Few American filmmakers are as alive to the splendor of the natural world as Terrence Malick, but even by his standards, "The Tree of Life" represents something extraordinary. The iconoclastic director's long-awaited fifth feature is in many ways his simplest yet most challenging work, a transfixing odyssey through time and memory that melds a young boy's 1950s upbringing with a magisterial rumination on the Earth's origins.


It can be daunting to describe Terrence Malick's "The Tree of Life," but scattered audience members at its first screening in Cannes needed only one syllable: boo.

The many supporters of the movie pushed back with counter-applause, but it was a shocking way for the movie to debut.

"The Tree of Life" is an elegiac litany of images and memory-like scenes more than a traditional narrative,. In brief, it's the origin of time and infinity through the lens of one troubled, 1950s-era Texas family.
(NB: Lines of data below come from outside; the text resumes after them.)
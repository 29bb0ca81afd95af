//! Index database connection pool.
//!
//! One Mutex-protected connection per collection index. Lookups and reindex
//! run on the blocking thread pool, so holding the lock never stalls an async
//! worker.

use rusqlite::Connection;
use std::path::Path;
use std::sync::{Arc, Mutex, MutexGuard};

use crate::error::{Result, StorageError};
use crate::schema::run_migrations;

/// Thread-safe handle to a collection's index database.
#[derive(Clone)]
pub struct IndexPool {
    conn: Arc<Mutex<Connection>>,
}

impl std::fmt::Debug for IndexPool {
    fn fmt(&self, f: &mut std::fmt::Formatter<'_>) -> std::fmt::Result {
        f.debug_struct("IndexPool").finish_non_exhaustive()
    }
}

impl IndexPool {
    /// Opens (creating if needed) a file-based index.
    pub fn open(path: impl AsRef<Path>) -> Result<Self> {
        let conn = Connection::open(path)?;
        Self::setup_connection(&conn)?;
        run_migrations(&conn)?;

        Ok(Self {
            conn: Arc::new(Mutex::new(conn)),
        })
    }

    /// Opens an in-memory index.
    pub fn in_memory() -> Result<Self> {
        let conn = Connection::open_in_memory()?;
        Self::setup_connection(&conn)?;
        run_migrations(&conn)?;

        Ok(Self {
            conn: Arc::new(Mutex::new(conn)),
        })
    }

    /// Locks the connection.
    pub fn get(&self) -> Result<PooledConnection<'_>> {
        let guard = self
            .conn
            .lock()
            .map_err(|_| StorageError::Unavailable("index connection poisoned".to_string()))?;

        Ok(PooledConnection { guard })
    }

    fn setup_connection(conn: &Connection) -> Result<()> {
        // WAL lets lookups read while a reindex transaction is open
        conn.execute_batch("PRAGMA journal_mode = WAL;")?;
        conn.execute_batch("PRAGMA synchronous = NORMAL;")?;
        Ok(())
    }
}

/// A locked connection.
pub struct PooledConnection<'a> {
    guard: MutexGuard<'a, Connection>,
}

impl<'a> std::ops::Deref for PooledConnection<'a> {
    type Target = Connection;

    fn deref(&self) -> &Self::Target {
        &self.guard
    }
}

impl<'a> std::ops::DerefMut for PooledConnection<'a> {
    fn deref_mut(&mut self) -> &mut Self::Target {
        &mut self.guard
    }
}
It stars Brad Pitt and Jessica Chastain, though they share copious screen time with evolving galaxies, nebulae, and surreal, symbolic representations of the world beyond.

Terrence Malick's mad and magnificent film descends slowly, like some sort of prototypical spaceship: it's a cosmic-interior epic of vainglorious proportions, a rebuke to realism, a disavowal of irony and comedy, a meditation on memory, and a gasp of horror and awe at the mysterious inevitability of loving, and losing those we love.

The "Tree of Life" is a gargantuan work of pretension and cleverly concealed self-absorption, featuring some absolutely gorgeous photography (courtesy of Emmanuel Lubezski, who also shot The New World). Malick does care about craftsmanship: He’s clearly poured thought and care into the images and the editing, and the sections of the film in which characters are actually allowed to interact — instead of just issuing forth in ponderous voice-overs as images of cosmic tadpoles and Ansel Adams-style calendar shots fill the screen — manage some degree of dramatic intensity.

But through much of "The Tree of Life," Malick, characteristically, doesn’t seem to care much for people at all.

One of the problems for "The Tree of Life" is that it is too knowingly obtuse: the obvious idea of the film is that the we share in the O’Brien’s quest to unravel meaning in their lives through an evaluation of themselves, their relationships and their relation to nature and the grander canvas of the universe, but without a sufficient guiding influence, it becomes far too easy to simply drift along through the images Malick has so painstakingly compiled without being able to relate to or engage with his premise. For the majority of "The Tree of Life," Malick is less a film-maker than a magpie of spectacular images, which are in themselves very impressive (and will no doubt form the basis of all the positive reviews it gets), but they are so disjointed and alien. Add to that the fact that these scenes are revealed in a almost picture-book form, where vignette follows vignette without a tether to the underlying story and it is nigh impossible to discern whether Malick is seeking to define the O’Briens (and human existence) in terms of their relation to these optical wonders or is simply attempting to create something consciously atypical to jar his audience into a response.

As more reviews pour in, this page will be updated.